Hoje entendo que meu pai não era apenas um inventor ou um leitor compulsivo. Ele era um experimentador nato. Sua curiosidade e seu desejo constante de “saber mais” o impulsionavam a questionar tudo e buscar novas abordagens.

Essa paixão pela experimentação e seu sucesso em diversas áreas – desde a concepção de barcos até inovações na chácara, na fábrica, – consolidaram sua imagem como um verdadeiro experimentador. E o mais importante: ele me ensinou que experimentar não é perder tempo, é investir em conhecimento real.

Sófocles estava certo: você pode achar que sabe, mas só tem certeza depois que experimenta. Meu pai transformou essa filosofia em um modo de vida, e eu tentei fazer o mesmo. Seja um teste drive antes de comprar um carro, seja conhecer melhor uma pessoa antes de formar uma opinião definitiva, seja experimentar uma nova abordagem no trabalho, a experimentação é o que separa o conhecimento superficial da sabedoria verdadeira.

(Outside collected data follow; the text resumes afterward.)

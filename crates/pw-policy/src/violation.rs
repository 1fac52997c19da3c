// violation.rs — Policy violation data model.
//
// Every rejected construct maps to one stable code. Codes are closed and
// fixed at compile time: PW1xx are textual hard blocks that no plan
// allowance can waive; PW2xx are structural findings that a plan may waive
// through an ALLOW entry.

use serde::{Deserialize, Serialize};

/// Closed set of policy construct codes.
#[derive(Debug, Clone, Copy, Serialize, Deserialize, PartialEq, Eq, PartialOrd, Ord, Hash)]
#[serde(rename_all = "snake_case")]
pub enum ConstructCode {
    /// TODO / FIXME / XXX / HACK markers.
    IncompleteWorkMarker,
    /// mock / fake / dummy identifiers outside test paths.
    TestDoubleIdentifier,
    /// Authorization-named function returning literal truth.
    UnconditionalPolicyPass,
    /// SIMULATE / DRY_RUN style outcome flags.
    SimulatedOutcomeFlag,
    /// `return null` / `return undefined` / `return ""` from value positions.
    AmbiguousEmptyReturn,
    /// The file targets a structural language but does not parse.
    UnparseableSource,
    /// Empty catch / except handler block.
    EmptyHandlerBlock,
    /// Fallibly-named function using Option as its failure channel.
    OptionAsErrorChannel,
    /// Result with an erased boxed error type.
    ErasedBoxedError,
    /// Structural proof that an authorization decision is always true.
    AuthDecisionAlwaysTrue,
}

impl ConstructCode {
    /// Stable machine-readable code.
    pub fn as_str(&self) -> &'static str {
        match self {
            ConstructCode::IncompleteWorkMarker => "PW101",
            ConstructCode::TestDoubleIdentifier => "PW102",
            ConstructCode::UnconditionalPolicyPass => "PW103",
            ConstructCode::SimulatedOutcomeFlag => "PW104",
            ConstructCode::AmbiguousEmptyReturn => "PW105",
            ConstructCode::UnparseableSource => "PW201",
            ConstructCode::EmptyHandlerBlock => "PW202",
            ConstructCode::OptionAsErrorChannel => "PW203",
            ConstructCode::ErasedBoxedError => "PW204",
            ConstructCode::AuthDecisionAlwaysTrue => "PW205",
        }
    }

    /// Parse a stable code string back into the enum.
    pub fn parse(code: &str) -> Option<Self> {
        match code.to_uppercase().as_str() {
            "PW101" => Some(ConstructCode::IncompleteWorkMarker),
            "PW102" => Some(ConstructCode::TestDoubleIdentifier),
            "PW103" => Some(ConstructCode::UnconditionalPolicyPass),
            "PW104" => Some(ConstructCode::SimulatedOutcomeFlag),
            "PW105" => Some(ConstructCode::AmbiguousEmptyReturn),
            "PW201" => Some(ConstructCode::UnparseableSource),
            "PW202" => Some(ConstructCode::EmptyHandlerBlock),
            "PW203" => Some(ConstructCode::OptionAsErrorChannel),
            "PW204" => Some(ConstructCode::ErasedBoxedError),
            "PW205" => Some(ConstructCode::AuthDecisionAlwaysTrue),
            _ => None,
        }
    }

    /// Hard blocks cannot be waived by any plan allowance.
    pub fn is_hard_block(&self) -> bool {
        matches!(
            self,
            ConstructCode::IncompleteWorkMarker
                | ConstructCode::TestDoubleIdentifier
                | ConstructCode::UnconditionalPolicyPass
                | ConstructCode::SimulatedOutcomeFlag
                | ConstructCode::AmbiguousEmptyReturn
        )
    }
}

impl std::fmt::Display for ConstructCode {
    fn fmt(&self, f: &mut std::fmt::Formatter<'_>) -> std::fmt::Result {
        f.write_str(self.as_str())
    }
}

/// One offending construct: code plus 1-based line number.
#[derive(Debug, Clone, Serialize, Deserialize, PartialEq, Eq)]
pub struct Violation {
    pub code: ConstructCode,
    pub line: usize,
    pub message: String,
}

impl Violation {
    pub fn new(code: ConstructCode, line: usize, message: impl Into<String>) -> Self {
        Self {
            code,
            line,
            message: message.into(),
        }
    }
}

/// Sort violations into the canonical (line, code) order.
pub fn sort_violations(violations: &mut [Violation]) {
    violations.sort_by(|a, b| a.line.cmp(&b.line).then(a.code.cmp(&b.code)));
}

Então fica o insight, da próxima vez que alguém lhes oferecer algo novo, uma ideia, uma oportunidade, uma perspectiva diferente, lembrem-se da pergunta do meu pai: “Você não quer experimentar antes? Porque pode ser que você não goste.

Ou, quem sabe, pode ser que vocês descubram algo que mude suas vidas para sempre.